My own behavior in this case does suggest the viability of a two-tiered model for content services. But I qualify that statement with the following: If Pandora had not gone into mobile and had remained an Internet-only service I probably would not have subscribed as I did.


15 Responses to “Pandora Got Greedy So I Became a Subscriber”

  1. Jozef Foerch Says:

    I too…am about to be forced to subscribe for the very same reasons you spoke about. I appreciate that they used to provide a great music pool for free and that only due to royalties and other legal issues were forced to charge for extensions and the Pandora 1 Service. Still…a very reasonable amount to pay for the service that they provide. I wonder how much the Satellite Radio companies have declined in revenues since the advent of Pandora becoming so popular?

  2. Greg Sterling Says:

    I think satellite has probably taken a consumer hit. There’s still enterprise appeal but Pandora and its kin will definitely have capped its consumer growth potential.

  3. JHouse Says:

    Yeah, they are getting too greedy. The advertising is getting out of hand. I thought of just subscribing, but I think that’s why they’ve stepped up the advertising so much…to basically push us to subscribe. So, I’m going to look at other music sources. Plus, now when I tell people about Pandora, I’m definitely going to follow it up with “but the only problem, and it’s a big one, is that there’s just too much advertising.” Unfortunately, I’m really starting to hate Pandora. I wanted to tell them all of this, however, I’m having a hard time finding any feedback links on their site.

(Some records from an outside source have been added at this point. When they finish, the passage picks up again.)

//! Data type definitions for the NFT Marketplace

use odra::prelude::*;
use odra::casper_types::account::AccountHash;
use odra::casper_types::U512;
use odra::prelude::Address;

/// A marketplace listing: the asking price and the seller it belongs to.
///
/// A zero price marks the "not listed" state; canceling a listing resets
/// the stored entry to the default value.
#[odra::odra_type]
pub struct Listing {
    /// Asking price in motes (1 CSPR = 10^9 motes)
    pub price: U512,
    /// Address of the seller
    pub seller: Address,
}

impl Default for Listing {
    fn default() -> Self {
        Self {
            price: U512::zero(),
            seller: Address::Account(AccountHash::new([0u8; 32])),
        }
    }
}

impl Listing {
    /// Whether this entry represents an active listing.
    pub fn is_active(&self) -> bool {
        self.price > U512::zero()
    }
}

/// Constants shared by the contracts
pub mod constants {
    /// Token URI served for every `BasicNft` token
    pub const TOKEN_URI: &str =
        "ipfs://bafybeig37ioir76s7mg5oobetncojcm3c3hxasyd4rvid4jqhy4gkaheg4/?filename=0-PUG.json";
}
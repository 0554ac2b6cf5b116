//! Seeds a listing: mints a token, approves the marketplace and lists it
//! at the fixed demo price.

use anyhow::Result;
use tracing::info;

use marketplace_scripts::{buyer, host_env};
use odra::casper_types::U512;

#[cfg(feature = "livenet")]
use marketplace_scripts::{
    deployments::Deployments, frontend::FrontEndConfig, registry::NetworkRegistry,
};
#[cfg(not(feature = "livenet"))]
use {
    nft_marketplace::marketplace::NftMarketplaceHostRef,
    nft_marketplace::nft::BasicNftHostRef,
    odra::host::{Deployer, NoArgs},
};

fn main() -> Result<()> {
    tracing_subscriber::fmt::init();

    let env = host_env();

    #[cfg(feature = "livenet")]
    let (mut market, mut nft) = {
        env.set_gas(10_000_000_000u64);
        let config = FrontEndConfig::from_env();
        let registry = NetworkRegistry::new(config.mapping_path());
        let deployments = Deployments::from_registry(&registry, &config.chain_id)?;
        (deployments.marketplace(&env), deployments.basic_nft(&env))
    };

    // The in-process chain starts empty every run, so deploy fresh
    // contracts before seeding.
    #[cfg(not(feature = "livenet"))]
    let (mut market, mut nft) = (
        NftMarketplaceHostRef::deploy(&env, NoArgs),
        BasicNftHostRef::deploy(&env, NoArgs),
    );

    let token_id = buyer::mint_and_list(&mut market, &mut nft, U512::from(buyer::LISTING_PRICE))?;
    info!(token_id, "listing seeded");

    Ok(())
}
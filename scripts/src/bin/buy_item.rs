//! One-shot purchase of the fixed demo item. Exits 0 on success, 1 on any
//! failure, with the raw error printed to stderr.

use anyhow::Result;

use marketplace_scripts::frontend::FrontEndConfig;
use marketplace_scripts::{buyer, host_env};

#[cfg(feature = "livenet")]
use marketplace_scripts::{deployments::Deployments, registry::NetworkRegistry};
#[cfg(not(feature = "livenet"))]
use {
    anyhow::anyhow,
    marketplace_scripts::deployments::Deployments,
    nft_marketplace::marketplace::NftMarketplaceHostRef,
    nft_marketplace::nft::BasicNftHostRef,
    odra::casper_types::U512,
    odra::host::{Deployer, HostRef, NoArgs},
};

fn main() -> Result<()> {
    tracing_subscriber::fmt::init();

    let env = host_env();
    let config = FrontEndConfig::from_env();

    #[cfg(feature = "livenet")]
    let deployments = {
        let registry = NetworkRegistry::new(config.mapping_path());
        Deployments::from_registry(&registry, &config.chain_id)?
    };

    // The in-process chain starts empty every run: deploy fresh contracts
    // and seed tokens up to the fixed item id, then buy as a second
    // account.
    #[cfg(not(feature = "livenet"))]
    let deployments = {
        let mut market = NftMarketplaceHostRef::deploy(&env, NoArgs);
        let mut nft = BasicNftHostRef::deploy(&env, NoArgs);
        for _ in 0..buyer::TOKEN_ID {
            nft.try_mint()
                .map_err(|err| anyhow!("mint reverted: {err:?}"))?;
        }
        buyer::mint_and_list(&mut market, &mut nft, U512::from(buyer::LISTING_PRICE))?;

        env.set_caller(env.get_account(1));
        Deployments {
            marketplace: *market.address(),
            basic_nft: *nft.address(),
        }
    };

    buyer::buy_item(&env, &deployments, &config.chain_id, buyer::TOKEN_ID)?;

    Ok(())
}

  4. Matthew Kettlewell Says:

    I keep running into the problem of using up all my 40 hours of free time… but really $36/year isn’t so bad…. it solves the advertising issue (since it’s an ad-free paid service) – I’m all for it. They provide me a great listening experience, and keeps me going while I’m at work! Go Pandora!

  5. Cathy Friedl Says:

    I’ve seen a huge increase in ads this summer and hear ads almost everytime I turn it on and up to 5 an hour. My brother says he doesn’t have any because as a long time user of pandora, he’s grandfathered in to an ads free account.

    I’m done with Pandora and will try Last FM or other free music sights that have less advertising.

  6. Celine Says:

    I have both Pandora and Sirius however I am listening more and more to Pandora, thinking of dropping Sirius all together. Pandora also is on my blue ray and Wii player making it easier to access stations when my cell phone is missing (behind couch cushions). $36 a year is nothing as long as access where ever continues. Sirius charges still by device making it cost prohibiting.

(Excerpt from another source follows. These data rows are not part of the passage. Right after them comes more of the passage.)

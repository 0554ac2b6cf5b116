//! Contract interface descriptions for the front-end.
//!
//! A structured listing of each contract's callable entry points and
//! emitted events, serialized to `<ContractName>.json` so client code can
//! construct calls without the Rust bindings. The descriptions are
//! maintained here, next to the code that deploys the contracts.

use std::{fs, io, path::Path, path::PathBuf};

use serde::{Deserialize, Serialize};

#[derive(Debug, Clone, PartialEq, Eq, Serialize, Deserialize)]
pub struct ContractInterface {
    pub contract_name: String,
    pub entry_points: Vec<EntryPoint>,
    pub events: Vec<EventDef>,
}

#[derive(Debug, Clone, PartialEq, Eq, Serialize, Deserialize)]
pub struct EntryPoint {
    pub name: String,
    pub args: Vec<Argument>,
    pub ret: String,
    pub is_mutable: bool,
    pub is_payable: bool,
}

#[derive(Debug, Clone, PartialEq, Eq, Serialize, Deserialize)]
pub struct Argument {
    pub name: String,
    pub ty: String,
}

#[derive(Debug, Clone, PartialEq, Eq, Serialize, Deserialize)]
pub struct EventDef {
    pub name: String,
    pub fields: Vec<Argument>,
}

impl ContractInterface {
    /// Serialize to `<dir>/<ContractName>.json`, fully overwriting any
    /// prior content. Returns the written path.
    pub fn write_to_dir(&self, dir: &Path) -> io::Result<PathBuf> {
        let path = dir.join(format!("{}.json", self.contract_name));
        let raw = serde_json::to_string(self)
            .map_err(|err| io::Error::new(io::ErrorKind::InvalidData, err))?;
        fs::write(&path, raw)?;
        Ok(path)
    }
}

fn arg(name: &str, ty: &str) -> Argument {
    Argument {
        name: name.to_string(),
        ty: ty.to_string(),
    }
}

fn entry(name: &str, args: Vec<Argument>, ret: &str, is_mutable: bool, is_payable: bool) -> EntryPoint {
    EntryPoint {
        name: name.to_string(),
        args,
        ret: ret.to_string(),
        is_mutable,
        is_payable,
    }
}

fn event(name: &str, fields: Vec<Argument>) -> EventDef {
    EventDef {
        name: name.to_string(),
        fields,
    }
}

/// Interface of the `NftMarketplace` contract.
pub fn marketplace_interface() -> ContractInterface {
    let item_args = || vec![arg("nft_contract", "Address"), arg("token_id", "u64")];
    ContractInterface {
        contract_name: "NftMarketplace".to_string(),
        entry_points: vec![
            entry(
                "list_item",
                vec![
                    arg("nft_contract", "Address"),
                    arg("token_id", "u64"),
                    arg("price", "U512"),
                ],
                "()",
                true,
                false,
            ),
            entry("buy_item", item_args(), "()", true, true),
            entry("cancel_listing", item_args(), "()", true, false),
            entry(
                "update_listing",
                vec![
                    arg("nft_contract", "Address"),
                    arg("token_id", "u64"),
                    arg("new_price", "U512"),
                ],
                "()",
                true,
                false,
            ),
            entry("withdraw_proceeds", vec![], "()", true, false),
            entry("get_listing", item_args(), "Listing", false, false),
            entry(
                "get_proceeds",
                vec![arg("seller", "Address")],
                "U512",
                false,
                false,
            ),
        ],
        events: vec![
            event(
                "ItemListed",
                vec![
                    arg("seller", "Address"),
                    arg("nft_contract", "Address"),
                    arg("token_id", "u64"),
                    arg("price", "U512"),
                ],
            ),
            event(
                "ItemBought",
                vec![
                    arg("buyer", "Address"),
                    arg("nft_contract", "Address"),
                    arg("token_id", "u64"),
                    arg("price", "U512"),
                ],
            ),
            event(
                "ItemCanceled",
                vec![
                    arg("seller", "Address"),
                    arg("nft_contract", "Address"),
                    arg("token_id", "u64"),
                ],
            ),
        ],
    }
}

/// Interface of the `BasicNft` contract.
pub fn basic_nft_interface() -> ContractInterface {
    ContractInterface {
        contract_name: "BasicNft".to_string(),
        entry_points: vec![
            entry("mint", vec![], "u64", true, false),
            entry(
                "approve",
                vec![arg("operator", "Address"), arg("token_id", "u64")],
                "()",
                true,
                false,
            ),
            entry(
                "revoke_approval",
                vec![arg("token_id", "u64")],
                "()",
                true,
                false,
            ),
            entry(
                "transfer_from",
                vec![
                    arg("from", "Address"),
                    arg("to", "Address"),
                    arg("token_id", "u64"),
                ],
                "()",
                true,
                false,
            ),
            entry("owner_of", vec![arg("token_id", "u64")], "Address", false, false),
            entry(
                "get_approved",
                vec![arg("token_id", "u64")],
                "Option<Address>",
                false,
                false,
            ),
            entry("token_counter", vec![], "u64", false, false),
            entry("token_uri", vec![arg("token_id", "u64")], "String", false, false),
        ],
        events: vec![
            event(
                "Minted",
                vec![arg("token_id", "u64"), arg("owner", "Address")],
            ),
            event(
                "Approval",
                vec![
                    arg("owner", "Address"),
                    arg("approved", "Option<Address>"),
                    arg("token_id", "u64"),
                ],
            ),
            event(
                "Transfer",
                vec![
                    arg("from", "Address"),
                    arg("to", "Address"),
                    arg("token_id", "u64"),
                ],
            ),
        ],
    }
}
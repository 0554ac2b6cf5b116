//! Error definitions for the NFT Marketplace

use odra::prelude::*;

/// Custom errors for the marketplace and NFT contracts
#[odra::odra_error]
pub enum Error {
    /// Listing price must be strictly greater than zero
    PriceMustBeAboveZero = 1,
    /// Marketplace is not the approved operator for this token
    NotApprovedForMarketplace = 2,
    /// Item is already listed on the marketplace
    AlreadyListed = 3,
    /// Caller does not own the token backing this listing
    NotOwner = 4,
    /// Item is not listed on the marketplace
    NotListed = 5,
    /// Attached payment is below the listed price
    PriceNotMet = 6,
    /// No proceeds available to withdraw
    NoProceeds = 7,

    // ============================================
    // Basic NFT Errors (20-39)
    // ============================================

    /// Token with given ID has not been minted
    TokenDoesNotExist = 20,
    /// Caller is not the owner of this token
    NotTokenOwner = 21,
    /// Caller is neither the owner nor the approved operator
    NotAuthorized = 22,
}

  7. magic Jack reviews Says:

    I have had Pandora now for over two years and I love it. The new edition for Pandora to the iPhone is what really took me over the edge. When I’m in my car, when I’m at the office, when I’m at home, Pandora’s with me. I would have to totally agree why would anyone spend 36 bucks a year for satellite radio when you can simply get Pandora for free, and only have to listen to a small little clip advertisement every hour or so.

    Great post, cheers

  8. steam showers Says:

    You are right! They are getting very greedy indeed.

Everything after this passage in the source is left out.